本論文的七個演算法,寫成偽代碼總共不過幾百行,但它們對應的不是「程式設計細節」,而是織相論的本體論承諾在計算過程中的具體形式:
- WP-Extract 對應「符號間有獨立本體」
- ⧖-Tension 對應「張力是非單調的」
- ⊛-Fixed Point 對應「動態收斂」
- ε-Asymmetry 對應「方向性是本體論基礎」
- Silence-Detect 對應「未解張力是創新位置」
- Memory-Crop 對應「主體性 = 記憶結構」
- WP^n-Recurse 對應「自反生成維度上升」
這些演算法可以在矽片上跑,可以在神經網絡裡跑,也可以在紙上跑、在腦中跑、在《周易》卦象推演中跑。

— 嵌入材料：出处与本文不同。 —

//! Metadata probe tests.
//!
//! Parsing tests run against canned `ffprobe` JSON. The live probe tests
//! require `tests/fixtures/sample_video.mp4` and `ffprobe` on `PATH`.

use std::path::Path;

use framewise::{
    ExtractOptions, FramewiseError, MediaProbe,
    probe::{DEFAULT_FRAME_RATE, parse_frame_rate, resolve_frame_rate},
    tools_available,
};

fn probe_json(stream: &str, format: &str) -> Vec<u8> {
    format!(r#"{{"streams": [{stream}], "format": {format}}}"#).into_bytes()
}

// ── Frame rate parsing ─────────────────────────────────────────────

#[test]
fn frame_rate_fraction() {
    assert_eq!(parse_frame_rate("25/1"), Some(25.0));
    assert_eq!(parse_frame_rate(" 60 / 1 "), Some(60.0));
    let ntsc = parse_frame_rate("30000/1001").unwrap();
    assert!((ntsc - 29.970_029).abs() < 1e-6);
}

#[test]
fn frame_rate_zero_denominator_uses_numerator() {
    assert_eq!(parse_frame_rate("24/0"), Some(24.0));
    assert_eq!(parse_frame_rate("24"), Some(24.0));
}

#[test]
fn frame_rate_rejects_non_positive_and_garbage() {
    assert_eq!(parse_frame_rate("0/0"), None);
    assert_eq!(parse_frame_rate("0/1"), None);
    assert_eq!(parse_frame_rate("-25/1"), None);
    assert_eq!(parse_frame_rate("N/A"), None);
    assert_eq!(parse_frame_rate(""), None);
}

#[test]
fn resolve_prefers_real_rate_then_average_then_default() {
    assert_eq!(resolve_frame_rate(Some("30000/1001"), Some("25/1")), 29.97);
    assert_eq!(resolve_frame_rate(Some("0/0"), Some("25/1")), 25.0);
    assert_eq!(resolve_frame_rate(None, Some("24/1")), 24.0);
    assert_eq!(resolve_frame_rate(Some("0/0"), Some("0/0")), DEFAULT_FRAME_RATE);
    assert_eq!(resolve_frame_rate(None, None), 30.0);
}

// ── Descriptor normalization ───────────────────────────────────────

#[test]
fn parse_ntsc_stream() {
    let json = probe_json(
        r#"{"codec_type": "video", "codec_name": "h264", "width": 1920, "height": 1080,
            "r_frame_rate": "30000/1001", "avg_frame_rate": "30000/1001", "duration": "10.010"}"#,
        r#"{"format_name": "mov,mp4,m4a,3gp,3g2,mj2", "duration": "10.050", "bit_rate": "4000000"}"#,
    );

    let descriptor = MediaProbe::parse(&json, "ntsc.mp4").expect("Failed to parse");
    assert_eq!(descriptor.frame_rate, 29.97);
    assert_eq!(descriptor.duration, 10.01);
    assert_eq!(descriptor.total_frames, 299);
    assert_eq!(descriptor.width, 1920);
    assert_eq!(descriptor.height, 1080);
    assert_eq!(descriptor.codec, "h264");
    assert_eq!(descriptor.bit_rate, 4_000_000);
    assert_eq!(descriptor.format, "mov,mp4,m4a,3gp,3g2,mj2");
    assert!(!descriptor.variable_frame_rate);
}

#[test]
fn parse_falls_back_to_average_rate() {
    let json = probe_json(
        r#"{"codec_type": "video", "r_frame_rate": "0/0", "avg_frame_rate": "25/1", "duration": "4"}"#,
        "{}",
    );

    let descriptor = MediaProbe::parse(&json, "pal.mkv").expect("Failed to parse");
    assert_eq!(descriptor.frame_rate, 25.0);
    assert_eq!(descriptor.total_frames, 100);
    assert!(descriptor.variable_frame_rate);
}

#[test]
fn parse_defaults_to_thirty_fps() {
    let json = probe_json(r#"{"codec_type": "video", "duration": 2.0}"#, "{}");

    let descriptor = MediaProbe::parse(&json, "unknown.avi").expect("Failed to parse");
    assert_eq!(descriptor.frame_rate, 30.0);
    assert_eq!(descriptor.total_frames, 60);
    assert_eq!(descriptor.codec, "unknown");
}

#[test]
fn parse_flags_variable_frame_rate() {
    let json = probe_json(
        r#"{"codec_type": "video", "r_frame_rate": "60/1", "avg_frame_rate": "24000/1001"}"#,
        r#"{"duration": "1.0"}"#,
    );

    let descriptor = MediaProbe::parse(&json, "phone.mp4").expect("Failed to parse");
    assert_eq!(descriptor.frame_rate, 60.0);
    assert!(descriptor.variable_frame_rate);
}

#[test]
fn parse_duration_falls_back_to_container() {
    let json = probe_json(
        r#"{"codec_type": "video", "r_frame_rate": "30/1", "avg_frame_rate": "30/1", "duration": "N/A"}"#,
        r#"{"duration": "5.000000"}"#,
    );

    let descriptor = MediaProbe::parse(&json, "stream.webm").expect("Failed to parse");
    assert_eq!(descriptor.duration, 5.0);
    assert_eq!(descriptor.total_frames, 150);
}

#[test]
fn parse_unknown_duration_gives_unknown_length() {
    let json = probe_json(r#"{"codec_type": "video", "r_frame_rate": "30/1"}"#, "{}");

    let descriptor = MediaProbe::parse(&json, "live.flv").expect("Failed to parse");
    assert_eq!(descriptor.duration, 0.0);
    assert_eq!(descriptor.total_frames, 0);
    assert!(!descriptor.has_known_length());
    assert_eq!(descriptor.last_frame(), None);
}

#[test]
fn parse_skips_non_video_streams() {
    let json = br#"{"streams": [
        {"codec_type": "audio", "codec_name": "aac", "r_frame_rate": "0/0"},
        {"codec_type": "video", "codec_name": "vp9", "r_frame_rate": "24/1", "avg_frame_rate": "24/1", "duration": "1"}
    ]}"#;

    let descriptor = MediaProbe::parse(json, "clip.webm").expect("Failed to parse");
    assert_eq!(descriptor.codec, "vp9");
    assert_eq!(descriptor.frame_rate, 24.0);
}

#[test]
fn parse_without_video_stream_fails() {
    let json = probe_json(r#"{"codec_type": "audio", "codec_name": "mp3"}"#, "{}");

    match MediaProbe::parse(&json, "song.mp3") {
        Err(FramewiseError::NoVideoStream { path }) => assert_eq!(path, Path::new("song.mp3")),
        other => panic!("Expected NoVideoStream, got: {other:?}"),
    }
}

#[test]
fn parse_malformed_output_fails() {
    let error = MediaProbe::parse(b"not json", "broken.mp4").unwrap_err();
    assert!(error.is_probe_error());
    assert!(error.to_string().contains("broken.mp4"));
}

// ── Live probing ───────────────────────────────────────────────────

#[tokio::test]
async fn probe_missing_program_fails() {
    let options = ExtractOptions::new().with_ffprobe("/nonexistent/ffprobe");
    let error = MediaProbe::new(options).probe("input.mp4").await.unwrap_err();

    assert!(matches!(error, FramewiseError::ProbeFailed { .. }));
    assert!(error.to_string().contains("could not start"));
}

#[tokio::test]
async fn probe_sample_video() {
    let path = "tests/fixtures/sample_video.mp4";
    let options = ExtractOptions::from_env();
    if !Path::new(path).exists() || !tools_available(&options) {
        return;
    }

    let descriptor = MediaProbe::new(options).probe(path).await.expect("Failed to probe");
    assert!(descriptor.frame_rate > 0.0);
    assert!(descriptor.total_frames > 0);
    assert!(descriptor.width > 0);
}
//! Collaborator traits: the remote services the scheduler talks to.
//!
//! The scheduler only depends on these; `courier-channels` provides the
//! HTTP implementations and tests plug in scripted fakes.

use async_trait::async_trait;

use crate::error::Result;
use crate::types::{ChannelCredential, DeliveryReport, DirectoryEntry, Job, QueueSnapshot, SendOutcome};

/// Returns the jobs currently pending upstream.
#[async_trait]
pub trait QueueSource: Send + Sync {
    fn name(&self) -> &str;

    /// Fetch the full current listing.
    async fn fetch(&self) -> Result<QueueSnapshot>;
}

/// Returns the sending channels and their connection status.
#[async_trait]
pub trait ChannelDirectory: Send + Sync {
    fn name(&self) -> &str;

    /// Fetch every known channel, connected or not.
    async fn fetch(&self) -> Result<Vec<DirectoryEntry>>;
}

/// Issues one send on behalf of a channel.
#[async_trait]
pub trait SendGateway: Send + Sync {
    fn name(&self) -> &str;

    /// Send `job` as `channel`. Never fails outright: every failure mode is
    /// folded into a classified [`SendOutcome`].
    async fn send(&self, channel: &ChannelCredential, job: &Job) -> SendOutcome;
}

/// Accepts per-message outcome confirmations.
#[async_trait]
pub trait DeliverySink: Send + Sync {
    fn name(&self) -> &str;

    async fn confirm(&self, report: &DeliveryReport) -> Result<()>;
}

織相論的演算法核心,寫成偽代碼七個就夠——剩下的只是它選擇暫居哪個基底。
本體論可以被計算化,但本體論不被計算化所限。
附錄 A:演算法符號對照
| 符號 | 名稱 | 含義 | |---|---|---| | WP | Weaving Phase | 織相 | | ⧖ | Tension | 張力 | | ⊛ | Fixed Point | 動態不動點 | | ε | Asymmetry | 方向不對稱 | | 𝓜_S | Memory Map | 主體 S 的記憶剪裁映射 | | WP^n | n-th order WP | 第 n 層織相 | | Cl | Closure | 閉合(本體核心) |
附錄 B:配套論文
- 本體論層:《織相論:符號間隙的本體、體驗與顯示》v1.0
- 公式形式化層:《織相論基本公式:本體與演算的形式化》v1.0
- 本論文 (演算法層):《織相論演算法基礎:核心過程的偽代碼形式化》v1.0
三篇論文構成織相論的本體—公式—演算法三位一體。
版本記錄:
- v1.0 (2026-05-06):初篇,七個核心演算法的偽代碼骨架與註解
後續計劃:
- v1.1:加入待擴展演算法(§10)的詳細實現
- v2.0:每個演算法的多種計算基底實現(經典/神經網絡/量子)的對比
- v3.0:大規模實證實驗報告
演算法是本體論在過程中的痕跡。